Mark Vanston, a program director with research firm META Group, says that even though IBM isn’t the only vendor shopping Web-services-ready host integration tools, it’s certainly seeing a lot more traction than many of its competitors. “If you’re a [Big] Blue-centric organization, if you’re a large organization, chances are you’re using the [WebSphere] application server, the Eclipse Studio, [and] a variety of different products to externalize [your host applications],” he agrees, noting that most traditional purveyors of host access or host integration technologies haven’t yet had a lot of success selling their next-generation spins on these technologies.

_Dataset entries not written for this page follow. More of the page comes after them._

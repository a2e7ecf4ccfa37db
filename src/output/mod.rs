//! Output module: the embedding service client and the CSV dataset store.

mod csv_store;
mod embedding_client;

pub use csv_store::{encode_dataset, read_dataset, write_dataset};
pub use embedding_client::{predict_url, EmbeddingError, EmbeddingService, VertexEmbeddingClient};
//! Ticket Embedder Library
//!
//! Enriches a static table of resolved support tickets with text embeddings
//! of their request field and writes the result as a CSV dataset for
//! similarity search.

pub mod dataset;
pub mod output;
pub mod pipeline;
pub mod types;

pub use output::{EmbeddingError, EmbeddingService, VertexEmbeddingClient};
pub use pipeline::{EnrichmentPipeline, PipelineConfig, PipelineReport};
pub use types::{EnrichedTicket, SeederConfig, TicketRecord};

/// Default embedding model
pub const DEFAULT_EMBEDDING_MODEL: &str = "text-embedding-004";

/// Output dimension of the default model, and size of the fallback vector
pub const DEFAULT_EMBEDDING_DIMENSION: usize = 768;

/// Default region of the embedding endpoint
pub const DEFAULT_LOCATION: &str = "us-central1";

/// Default output directory
pub const DEFAULT_OUTPUT_DIR: &str = "data";

/// Default dataset file name
pub const DEFAULT_OUTPUT_FILE: &str = "resolved_tickets.csv";

/// Default pause after each embedding call (1s)
pub const DEFAULT_REQUEST_DELAY_MS: u64 = 1000;

/// Default HTTP timeout per embedding call
pub const DEFAULT_REQUEST_TIMEOUT_SECS: u64 = 30;
//! CSV storage for the enriched ticket dataset.

use std::path::Path;

use anyhow::{bail, Context, Result};
use tracing::debug;

use crate::types::{parse_embedding, EnrichedTicket, TicketRecord, DATASET_HEADER};

/// Render the header and all records as CSV bytes.
///
/// Fields are quoted only when needed and records end with `\r\n`.
pub fn encode_dataset(records: &[EnrichedTicket]) -> Result<Vec<u8>> {
    let mut writer = csv::WriterBuilder::new()
        .terminator(csv::Terminator::CRLF)
        .quote_style(csv::QuoteStyle::Necessary)
        .from_writer(Vec::new());

    writer.write_record(DATASET_HEADER)?;
    for record in records {
        writer.write_record(record.to_row())?;
    }

    writer
        .into_inner()
        .map_err(|e| anyhow::anyhow!("Failed to flush CSV buffer: {}", e.error()))
}

/// Write the dataset to `path`, creating its directory and replacing any
/// previous file. Returns the number of records written.
pub fn write_dataset(path: &Path, records: &[EnrichedTicket]) -> Result<usize> {
    if let Some(dir) = path.parent().filter(|d| !d.as_os_str().is_empty()) {
        std::fs::create_dir_all(dir)
            .with_context(|| format!("Failed to create output directory {}", dir.display()))?;
    }

    let bytes = encode_dataset(records)?;
    std::fs::write(path, &bytes)
        .with_context(|| format!("Failed to write dataset {}", path.display()))?;

    debug!(path = %path.display(), bytes = bytes.len(), "Dataset written");
    Ok(records.len())
}

/// Read a dataset previously written by [`write_dataset`].
pub fn read_dataset(path: &Path) -> Result<Vec<EnrichedTicket>> {
    let mut reader = csv::ReaderBuilder::new()
        .has_headers(true)
        .from_path(path)
        .with_context(|| format!("Failed to open dataset {}", path.display()))?;

    let header = reader.headers()?.clone();
    if header.iter().ne(DATASET_HEADER.iter().copied()) {
        bail!(
            "Unexpected dataset header in {}: {:?}",
            path.display(),
            header.iter().collect::<Vec<_>>()
        );
    }

    let mut records = Vec::new();
    for (line, row) in reader.records().enumerate() {
        let row = row.with_context(|| format!("Failed to read row {}", line + 1))?;
        let field = |i: usize| row.get(i).unwrap_or_default();

        let ticket = TicketRecord::new(field(0), field(1), field(2), field(3), field(4));
        let embedding = parse_embedding(field(5))
            .with_context(|| format!("Row {} ({})", line + 1, ticket.ticket_id))?;
        records.push(ticket.enrich(embedding));
    }

    Ok(records)
}

#[cfg(test)]
mod tests {
    use super::*;
    use pretty_assertions::assert_eq;

    fn ticket(id: &str, request: &str) -> TicketRecord {
        TicketRecord::new(id, "DEV-1", request, "Core Concepts", "Restart it.")
    }

    #[test]
    fn test_encode_header_only() {
        let bytes = encode_dataset(&[]).unwrap();
        assert_eq!(
            String::from_utf8(bytes).unwrap(),
            "ticket_id,customer_id,request,category,suggested_solution,request_embedding\r\n"
        );
    }

    #[test]
    fn test_encode_quotes_when_needed() {
        let records = vec![ticket("ADK-1", "Why does \"run\" fail, sometimes?").enrich(vec![1.0, 2.0])];
        let text = String::from_utf8(encode_dataset(&records).unwrap()).unwrap();
        let row = text.lines().nth(1).unwrap();
        assert_eq!(
            row,
            "ADK-1,DEV-1,\"Why does \"\"run\"\" fail, sometimes?\",Core Concepts,Restart it.,\"[1.0, 2.0]\""
        );
    }

    #[test]
    fn test_write_creates_directory_and_overwrites() {
        let dir = tempfile::tempdir().unwrap();
        let path = dir.path().join("nested").join("resolved_tickets.csv");

        let first = vec![ticket("ADK-1", "a").enrich(vec![1.0]), ticket("ADK-2", "b").enrich(vec![2.0])];
        assert_eq!(write_dataset(&path, &first).unwrap(), 2);

        let second = vec![ticket("ADK-3", "c").enrich(vec![3.0])];
        assert_eq!(write_dataset(&path, &second).unwrap(), 1);

        let read = read_dataset(&path).unwrap();
        assert_eq!(read, second);
    }

    #[test]
    fn test_read_back_multiline_fields() {
        let dir = tempfile::tempdir().unwrap();
        let path = dir.path().join("tickets.csv");
        let records = vec![
            ticket("ADK-1", "line one\nline two").enrich(vec![0.25, -0.5]),
            ticket("ADK-2", "plain").enrich(vec![0.0, 0.0]),
        ];

        write_dataset(&path, &records).unwrap();
        let read = read_dataset(&path).unwrap();

        assert_eq!(read, records);
        assert!(read[1].is_sentinel());
    }

    #[test]
    fn test_read_rejects_wrong_header() {
        let dir = tempfile::tempdir().unwrap();
        let path = dir.path().join("bad.csv");
        std::fs::write(&path, "id,text\r\n1,hello\r\n").unwrap();

        let err = read_dataset(&path).unwrap_err();
        assert!(err.to_string().contains("Unexpected dataset header"));
    }

    #[test]
    fn test_read_rejects_bad_embedding() {
        let dir = tempfile::tempdir().unwrap();
        let path = dir.path().join("bad.csv");
        std::fs::write(
            &path,
            "ticket_id,customer_id,request,category,suggested_solution,request_embedding\r\n\
             ADK-1,DEV-1,hi,cat,sol,not-a-vector\r\n",
        )
        .unwrap();

        assert!(read_dataset(&path).is_err());
    }
}
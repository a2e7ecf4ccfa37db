//! Static table of resolved developer-support tickets.

use crate::types::TicketRecord;

/// A row of the static ticket table.
#[derive(Debug, Clone, Copy)]
pub struct TicketRow {
    pub ticket_id: &'static str,
    pub customer_id: &'static str,
    pub request: &'static str,
    pub category: &'static str,
    pub suggested_solution: &'static str,
}

impl TicketRow {
    /// Convert this row into an owned ticket record.
    pub fn to_record(&self) -> TicketRecord {
        TicketRecord::new(
            self.ticket_id,
            self.customer_id,
            self.request,
            self.category,
            self.suggested_solution,
        )
    }
}
use axum::{
    routing::get,
    Json, Router,
};
use tower_http::{
    cors::CorsLayer,
    trace::{TraceLayer, DefaultMakeSpan, DefaultOnRequest, DefaultOnResponse, DefaultOnFailure},
};
use tracing::Level;
use utoipa::OpenApi;

use common::types::Health;

use crate::openapi::ApiDoc;
use crate::state::ServerState;

pub mod students;

#[utoipa::path(
    get, path = "/health", tag = "health",
    responses((status = 200, description = "Service is up", body = crate::openapi::HealthResponse))
)]
pub async fn health() -> Json<Health> {
    Json(Health { status: "ok" })
}

async fn openapi_json() -> Json<utoipa::openapi::OpenApi> {
    Json(ApiDoc::openapi())
}

/// Student CRUD routes under `/api/std`.
///
/// Static segments (`/bulk`, `/search`, `/all`) take precedence over `/:id`.
pub fn student_routes() -> Router<ServerState> {
    Router::new()
        .route("/api/std", get(students::list).post(students::create))
        .route("/api/std/bulk", axum::routing::post(students::create_many))
        .route("/api/std/search", get(students::search))
        .route("/api/std/all", axum::routing::delete(students::delete_all))
        .route(
            "/api/std/:id",
            get(students::get).put(students::update).delete(students::delete),
        )
}

/// Build the full application router: health, docs and student routes.
pub fn build_router(state: ServerState, cors: CorsLayer) -> Router {
    let public = Router::new()
        .route("/health", get(health))
        .route("/api-docs/openapi.json", get(openapi_json));

    public
        .merge(student_routes())
        .with_state(state)
        .layer(cors)
        .layer(
            TraceLayer::new_for_http()
                // one INFO span per request with method and path
                .make_span_with(
                    DefaultMakeSpan::new()
                        .level(Level::INFO)
                        .include_headers(false),
                )
                .on_request(
                    DefaultOnRequest::new()
                        .level(Level::INFO),
                )
                // status code and latency
                .on_response(
                    DefaultOnResponse::new()
                        .level(Level::INFO)
                        .include_headers(false),
                )
                // 5xx at ERROR
                .on_failure(
                    DefaultOnFailure::new()
                        .level(Level::ERROR),
                )
        )
}
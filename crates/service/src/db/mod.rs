//! SeaORM data-access functions, one module per table.

pub mod student_store;
//! Shared building blocks for the student registry crates.
//!
//! - `types`: wire types shared between the HTTP layer and its tests.
//! - `utils::logging`: one place to install the tracing subscriber.

pub mod types;
pub mod utils;
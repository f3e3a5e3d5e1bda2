//! `student` table: the only persisted entity.
//!
//! Column names follow the table schema (`student_id`, `first_name`, ...),
//! JSON names are camelCase (`id`, `firstName`, ...).
use sea_orm::{entity::prelude::*, ActiveValue::NotSet, ConnectionTrait, Set};
use serde::{Deserialize, Serialize};

use crate::errors::ModelError;

pub const FIRST_NAME_MAX_LEN: usize = 50;
pub const LAST_NAME_MAX_LEN: usize = 50;
pub const MAJOR_MAX_LEN: usize = 100;

#[derive(Clone, Debug, PartialEq, Eq, DeriveEntityModel, Serialize, Deserialize)]
#[sea_orm(table_name = "student")]
#[serde(rename_all = "camelCase")]
pub struct Model {
    #[sea_orm(primary_key, column_name = "student_id")]
    pub id: i32,
    pub first_name: Option<String>,
    pub last_name: Option<String>,
    pub date_of_birth: Date,
    pub major: Option<String>,
}

#[derive(Copy, Clone, Debug, EnumIter, DeriveRelation)]
pub enum Relation {}

impl ActiveModelBehavior for ActiveModel {}

fn validate_len(field: &str, value: Option<&str>, max: usize) -> Result<(), ModelError> {
    match value {
        Some(v) if v.chars().count() > max => {
            Err(ModelError::Validation(format!("{field} must be at most {max} characters")))
        }
        _ => Ok(()),
    }
}

pub fn validate_first_name(v: Option<&str>) -> Result<(), ModelError> {
    validate_len("firstName", v, FIRST_NAME_MAX_LEN)
}

pub fn validate_last_name(v: Option<&str>) -> Result<(), ModelError> {
    validate_len("lastName", v, LAST_NAME_MAX_LEN)
}

pub fn validate_major(v: Option<&str>) -> Result<(), ModelError> {
    validate_len("major", v, MAJOR_MAX_LEN)
}

/// Identifiers are server-assigned and start at 1.
pub fn validate_id(id: i32) -> Result<(), ModelError> {
    if id <= 0 {
        return Err(ModelError::Validation(format!("invalid student id {id}; must be positive")));
    }
    Ok(())
}

pub fn validate_fields(first_name: Option<&str>, last_name: Option<&str>, major: Option<&str>) -> Result<(), ModelError> {
    validate_first_name(first_name)?;
    validate_last_name(last_name)?;
    validate_major(major)
}

/// Insert a new row; `student_id` is assigned by the store.
pub async fn create<C: ConnectionTrait>(
    db: &C,
    first_name: Option<&str>,
    last_name: Option<&str>,
    date_of_birth: Date,
    major: Option<&str>,
) -> Result<Model, ModelError> {
    validate_fields(first_name, last_name, major)?;
    let am = ActiveModel {
        id: NotSet,
        first_name: Set(first_name.map(str::to_owned)),
        last_name: Set(last_name.map(str::to_owned)),
        date_of_birth: Set(date_of_birth),
        major: Set(major.map(str::to_owned)),
    };
    am.insert(db).await.map_err(|e| ModelError::Db(e.to_string()))
}

/// Overwrite every mutable column of `existing`; the id is kept.
pub async fn overwrite<C: ConnectionTrait>(
    db: &C,
    existing: Model,
    first_name: Option<&str>,
    last_name: Option<&str>,
    date_of_birth: Date,
    major: Option<&str>,
) -> Result<Model, ModelError> {
    validate_fields(first_name, last_name, major)?;
    let mut am: ActiveModel = existing.into();
    am.first_name = Set(first_name.map(str::to_owned));
    am.last_name = Set(last_name.map(str::to_owned));
    am.date_of_birth = Set(date_of_birth);
    am.major = Set(major.map(str::to_owned));
    am.update(db).await.map_err(|e| ModelError::Db(e.to_string()))
}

One reason for IBM’s success, speculates Mainline’s Dahl, is that HATS enables the same folks who understand the underlying business logic of host applications to rapidly expose them and get up to speed on Java, Web services, and other programming methods over time. “It allows you to go from COBOL to Java without changing languages right off the bat, and it makes a smoother transition for us older folks to not have to learn Java right now,” he observes. “I don’t have to learn Java—I can use this tool to do that, and learn as I go, by allowing the system to generate that code, and then I can examine that code to understand what it’s doing without having to write it natively.”
Stephen Swoyer is a Nashville, TN-based freelance journalist who writes about technology.